#### [WHAT TO DO]
Determine the number of lines in the following entries that hold the word "folded". Give only that number.

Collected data
+ + + + +

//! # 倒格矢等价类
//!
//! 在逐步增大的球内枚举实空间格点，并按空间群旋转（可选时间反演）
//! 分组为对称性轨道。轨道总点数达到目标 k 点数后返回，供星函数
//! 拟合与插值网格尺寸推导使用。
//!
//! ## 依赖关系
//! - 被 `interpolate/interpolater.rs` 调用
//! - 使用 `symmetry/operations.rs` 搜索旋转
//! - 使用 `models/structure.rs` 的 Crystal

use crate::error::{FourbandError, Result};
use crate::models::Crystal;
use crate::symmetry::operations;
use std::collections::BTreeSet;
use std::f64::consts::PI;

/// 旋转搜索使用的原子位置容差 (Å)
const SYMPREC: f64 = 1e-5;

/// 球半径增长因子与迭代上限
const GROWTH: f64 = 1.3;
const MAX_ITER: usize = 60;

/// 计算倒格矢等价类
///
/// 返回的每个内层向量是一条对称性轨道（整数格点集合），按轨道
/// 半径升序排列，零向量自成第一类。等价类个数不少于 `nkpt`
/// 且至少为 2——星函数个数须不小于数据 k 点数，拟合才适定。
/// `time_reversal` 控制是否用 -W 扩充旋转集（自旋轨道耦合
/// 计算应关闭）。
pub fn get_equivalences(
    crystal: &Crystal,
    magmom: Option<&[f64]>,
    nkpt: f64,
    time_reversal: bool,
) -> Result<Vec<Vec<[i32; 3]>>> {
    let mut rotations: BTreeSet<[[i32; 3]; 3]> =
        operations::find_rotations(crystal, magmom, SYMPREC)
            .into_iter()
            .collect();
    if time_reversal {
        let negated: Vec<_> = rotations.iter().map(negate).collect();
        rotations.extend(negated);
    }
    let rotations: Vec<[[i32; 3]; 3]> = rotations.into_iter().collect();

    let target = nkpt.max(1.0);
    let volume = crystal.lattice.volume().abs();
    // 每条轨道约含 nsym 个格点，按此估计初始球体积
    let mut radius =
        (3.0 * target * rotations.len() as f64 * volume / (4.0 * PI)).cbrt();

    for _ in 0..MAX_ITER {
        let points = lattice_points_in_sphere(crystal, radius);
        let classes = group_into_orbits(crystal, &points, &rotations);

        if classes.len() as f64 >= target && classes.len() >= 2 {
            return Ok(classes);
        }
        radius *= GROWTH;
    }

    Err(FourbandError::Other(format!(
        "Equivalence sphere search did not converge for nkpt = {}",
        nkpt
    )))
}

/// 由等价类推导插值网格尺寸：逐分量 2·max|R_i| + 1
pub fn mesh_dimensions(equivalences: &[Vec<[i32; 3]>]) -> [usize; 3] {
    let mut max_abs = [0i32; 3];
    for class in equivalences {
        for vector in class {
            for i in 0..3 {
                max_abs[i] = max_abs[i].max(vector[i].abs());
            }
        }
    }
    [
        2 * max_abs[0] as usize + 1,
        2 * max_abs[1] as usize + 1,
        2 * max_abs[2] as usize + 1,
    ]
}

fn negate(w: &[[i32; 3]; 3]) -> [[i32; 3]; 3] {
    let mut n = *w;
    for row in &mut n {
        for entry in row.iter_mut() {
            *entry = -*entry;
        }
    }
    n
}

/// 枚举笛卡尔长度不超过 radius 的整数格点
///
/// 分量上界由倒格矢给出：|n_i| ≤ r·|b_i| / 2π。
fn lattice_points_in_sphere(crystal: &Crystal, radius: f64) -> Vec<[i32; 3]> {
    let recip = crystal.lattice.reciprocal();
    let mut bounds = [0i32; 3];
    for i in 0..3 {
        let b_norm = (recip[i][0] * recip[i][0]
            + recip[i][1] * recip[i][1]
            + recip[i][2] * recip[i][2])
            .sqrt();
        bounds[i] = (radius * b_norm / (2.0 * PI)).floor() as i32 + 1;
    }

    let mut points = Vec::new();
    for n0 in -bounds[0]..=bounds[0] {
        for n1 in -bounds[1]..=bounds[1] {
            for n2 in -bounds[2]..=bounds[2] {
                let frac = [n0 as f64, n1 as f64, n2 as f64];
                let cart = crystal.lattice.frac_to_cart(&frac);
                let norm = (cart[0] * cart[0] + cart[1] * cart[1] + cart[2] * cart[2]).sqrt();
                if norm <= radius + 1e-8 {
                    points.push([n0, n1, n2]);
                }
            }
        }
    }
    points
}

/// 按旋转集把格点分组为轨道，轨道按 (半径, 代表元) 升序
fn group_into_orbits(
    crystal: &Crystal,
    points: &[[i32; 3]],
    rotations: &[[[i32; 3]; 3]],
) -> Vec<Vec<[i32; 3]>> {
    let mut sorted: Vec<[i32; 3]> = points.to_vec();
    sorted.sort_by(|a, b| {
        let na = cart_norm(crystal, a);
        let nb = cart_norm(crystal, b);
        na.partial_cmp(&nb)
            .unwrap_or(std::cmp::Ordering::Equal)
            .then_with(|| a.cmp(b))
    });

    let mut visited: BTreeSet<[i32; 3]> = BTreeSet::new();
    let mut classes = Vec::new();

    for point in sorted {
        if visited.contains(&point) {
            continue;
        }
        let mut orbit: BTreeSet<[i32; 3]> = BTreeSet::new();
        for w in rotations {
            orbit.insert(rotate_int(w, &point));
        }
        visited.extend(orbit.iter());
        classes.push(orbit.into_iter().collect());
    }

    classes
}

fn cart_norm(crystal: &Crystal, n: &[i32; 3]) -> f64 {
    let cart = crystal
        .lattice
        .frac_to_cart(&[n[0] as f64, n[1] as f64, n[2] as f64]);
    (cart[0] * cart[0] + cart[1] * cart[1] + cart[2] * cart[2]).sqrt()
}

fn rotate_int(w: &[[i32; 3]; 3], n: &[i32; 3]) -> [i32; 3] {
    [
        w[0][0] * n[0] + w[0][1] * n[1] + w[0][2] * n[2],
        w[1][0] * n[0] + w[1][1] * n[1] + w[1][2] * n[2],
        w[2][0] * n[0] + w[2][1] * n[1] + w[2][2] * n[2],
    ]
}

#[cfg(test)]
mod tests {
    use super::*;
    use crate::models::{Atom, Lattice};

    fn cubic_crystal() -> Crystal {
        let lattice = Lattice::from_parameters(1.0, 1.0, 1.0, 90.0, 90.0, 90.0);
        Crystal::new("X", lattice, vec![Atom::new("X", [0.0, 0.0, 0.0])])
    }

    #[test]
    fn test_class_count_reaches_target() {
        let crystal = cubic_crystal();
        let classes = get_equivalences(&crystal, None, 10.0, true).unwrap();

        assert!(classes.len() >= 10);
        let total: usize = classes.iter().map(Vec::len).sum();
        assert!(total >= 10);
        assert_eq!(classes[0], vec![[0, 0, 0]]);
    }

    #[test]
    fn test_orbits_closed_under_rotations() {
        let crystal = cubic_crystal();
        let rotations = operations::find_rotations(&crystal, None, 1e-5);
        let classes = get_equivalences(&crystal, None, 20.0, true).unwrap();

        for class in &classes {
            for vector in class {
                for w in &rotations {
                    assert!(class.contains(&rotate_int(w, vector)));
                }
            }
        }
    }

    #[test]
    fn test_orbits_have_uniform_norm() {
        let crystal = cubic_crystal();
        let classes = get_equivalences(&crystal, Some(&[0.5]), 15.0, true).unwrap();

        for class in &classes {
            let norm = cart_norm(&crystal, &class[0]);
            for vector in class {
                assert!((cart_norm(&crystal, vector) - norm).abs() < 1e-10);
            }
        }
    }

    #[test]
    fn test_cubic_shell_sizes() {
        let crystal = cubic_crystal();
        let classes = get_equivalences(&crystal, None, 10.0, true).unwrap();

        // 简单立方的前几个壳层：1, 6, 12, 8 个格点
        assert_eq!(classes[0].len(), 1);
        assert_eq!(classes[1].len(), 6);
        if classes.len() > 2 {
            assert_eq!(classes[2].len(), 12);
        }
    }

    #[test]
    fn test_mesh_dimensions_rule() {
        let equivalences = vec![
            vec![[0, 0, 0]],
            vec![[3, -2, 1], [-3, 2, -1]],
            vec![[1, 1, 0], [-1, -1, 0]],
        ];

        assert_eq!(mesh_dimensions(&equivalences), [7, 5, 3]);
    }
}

+ + + + +

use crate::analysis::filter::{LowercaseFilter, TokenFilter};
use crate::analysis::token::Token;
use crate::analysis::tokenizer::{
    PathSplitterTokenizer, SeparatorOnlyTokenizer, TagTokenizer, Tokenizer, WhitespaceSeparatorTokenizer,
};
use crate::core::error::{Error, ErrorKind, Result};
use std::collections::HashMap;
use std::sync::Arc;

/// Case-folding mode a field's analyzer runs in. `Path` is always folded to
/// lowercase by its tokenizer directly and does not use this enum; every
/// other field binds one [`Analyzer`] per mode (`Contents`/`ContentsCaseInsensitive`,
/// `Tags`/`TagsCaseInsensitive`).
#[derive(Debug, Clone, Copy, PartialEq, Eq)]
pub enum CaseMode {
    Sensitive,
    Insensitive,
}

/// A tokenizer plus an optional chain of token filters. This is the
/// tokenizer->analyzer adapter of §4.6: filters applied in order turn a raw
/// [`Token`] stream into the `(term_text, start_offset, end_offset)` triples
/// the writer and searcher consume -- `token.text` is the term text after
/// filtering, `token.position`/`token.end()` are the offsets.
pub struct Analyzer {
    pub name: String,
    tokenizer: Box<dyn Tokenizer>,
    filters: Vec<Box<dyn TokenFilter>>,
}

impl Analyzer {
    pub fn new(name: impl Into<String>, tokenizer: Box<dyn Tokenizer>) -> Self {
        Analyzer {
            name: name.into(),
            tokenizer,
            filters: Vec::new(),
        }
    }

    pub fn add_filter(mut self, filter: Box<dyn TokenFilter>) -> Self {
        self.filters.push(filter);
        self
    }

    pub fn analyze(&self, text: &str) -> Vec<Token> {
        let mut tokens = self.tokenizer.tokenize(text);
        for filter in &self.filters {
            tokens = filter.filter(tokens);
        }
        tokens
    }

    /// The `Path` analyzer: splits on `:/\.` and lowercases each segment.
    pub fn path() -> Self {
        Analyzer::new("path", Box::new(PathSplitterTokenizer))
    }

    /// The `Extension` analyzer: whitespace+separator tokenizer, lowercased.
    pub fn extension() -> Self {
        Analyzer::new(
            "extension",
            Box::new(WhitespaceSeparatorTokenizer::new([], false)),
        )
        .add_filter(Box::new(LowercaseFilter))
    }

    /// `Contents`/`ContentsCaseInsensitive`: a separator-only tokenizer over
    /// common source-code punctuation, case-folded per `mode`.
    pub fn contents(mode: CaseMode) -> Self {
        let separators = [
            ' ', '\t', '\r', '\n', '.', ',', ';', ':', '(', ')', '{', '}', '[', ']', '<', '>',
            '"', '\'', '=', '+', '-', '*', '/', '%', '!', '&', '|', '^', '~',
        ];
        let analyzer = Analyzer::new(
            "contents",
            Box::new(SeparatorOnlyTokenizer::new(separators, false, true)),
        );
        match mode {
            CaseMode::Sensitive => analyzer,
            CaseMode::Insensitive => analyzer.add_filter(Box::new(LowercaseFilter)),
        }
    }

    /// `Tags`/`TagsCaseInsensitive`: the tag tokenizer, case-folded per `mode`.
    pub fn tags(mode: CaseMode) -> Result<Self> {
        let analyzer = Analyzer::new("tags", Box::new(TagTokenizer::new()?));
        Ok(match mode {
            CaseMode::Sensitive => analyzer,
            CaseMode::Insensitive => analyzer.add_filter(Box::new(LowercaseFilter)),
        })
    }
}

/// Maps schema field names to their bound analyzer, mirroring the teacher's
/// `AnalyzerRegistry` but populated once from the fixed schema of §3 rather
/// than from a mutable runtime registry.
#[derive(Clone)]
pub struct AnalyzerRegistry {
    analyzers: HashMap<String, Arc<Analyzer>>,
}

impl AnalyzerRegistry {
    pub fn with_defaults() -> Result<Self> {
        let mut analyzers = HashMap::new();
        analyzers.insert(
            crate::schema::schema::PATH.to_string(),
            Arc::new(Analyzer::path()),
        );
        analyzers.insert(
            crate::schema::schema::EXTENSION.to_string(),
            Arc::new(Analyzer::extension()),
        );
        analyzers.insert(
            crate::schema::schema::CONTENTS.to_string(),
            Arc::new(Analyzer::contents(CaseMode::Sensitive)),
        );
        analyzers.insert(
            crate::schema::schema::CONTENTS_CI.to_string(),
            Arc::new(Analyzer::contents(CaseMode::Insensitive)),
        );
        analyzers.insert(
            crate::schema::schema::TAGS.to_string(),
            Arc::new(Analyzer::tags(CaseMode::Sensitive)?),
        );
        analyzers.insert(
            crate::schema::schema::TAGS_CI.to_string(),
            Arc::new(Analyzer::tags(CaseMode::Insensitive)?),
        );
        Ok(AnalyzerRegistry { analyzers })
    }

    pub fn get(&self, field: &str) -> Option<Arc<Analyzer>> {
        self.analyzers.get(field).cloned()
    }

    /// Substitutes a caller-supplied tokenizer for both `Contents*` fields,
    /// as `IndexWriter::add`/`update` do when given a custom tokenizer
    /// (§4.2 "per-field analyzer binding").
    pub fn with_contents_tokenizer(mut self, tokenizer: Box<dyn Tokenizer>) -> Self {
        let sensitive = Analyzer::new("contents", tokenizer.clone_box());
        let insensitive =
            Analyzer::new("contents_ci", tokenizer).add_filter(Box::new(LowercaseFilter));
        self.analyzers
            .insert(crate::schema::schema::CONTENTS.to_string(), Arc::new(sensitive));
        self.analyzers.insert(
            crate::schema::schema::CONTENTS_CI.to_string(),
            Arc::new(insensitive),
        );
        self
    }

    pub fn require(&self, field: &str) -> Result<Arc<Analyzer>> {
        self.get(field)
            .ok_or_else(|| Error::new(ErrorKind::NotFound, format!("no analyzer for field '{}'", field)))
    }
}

+ + + + +

#### [ANSWER]
3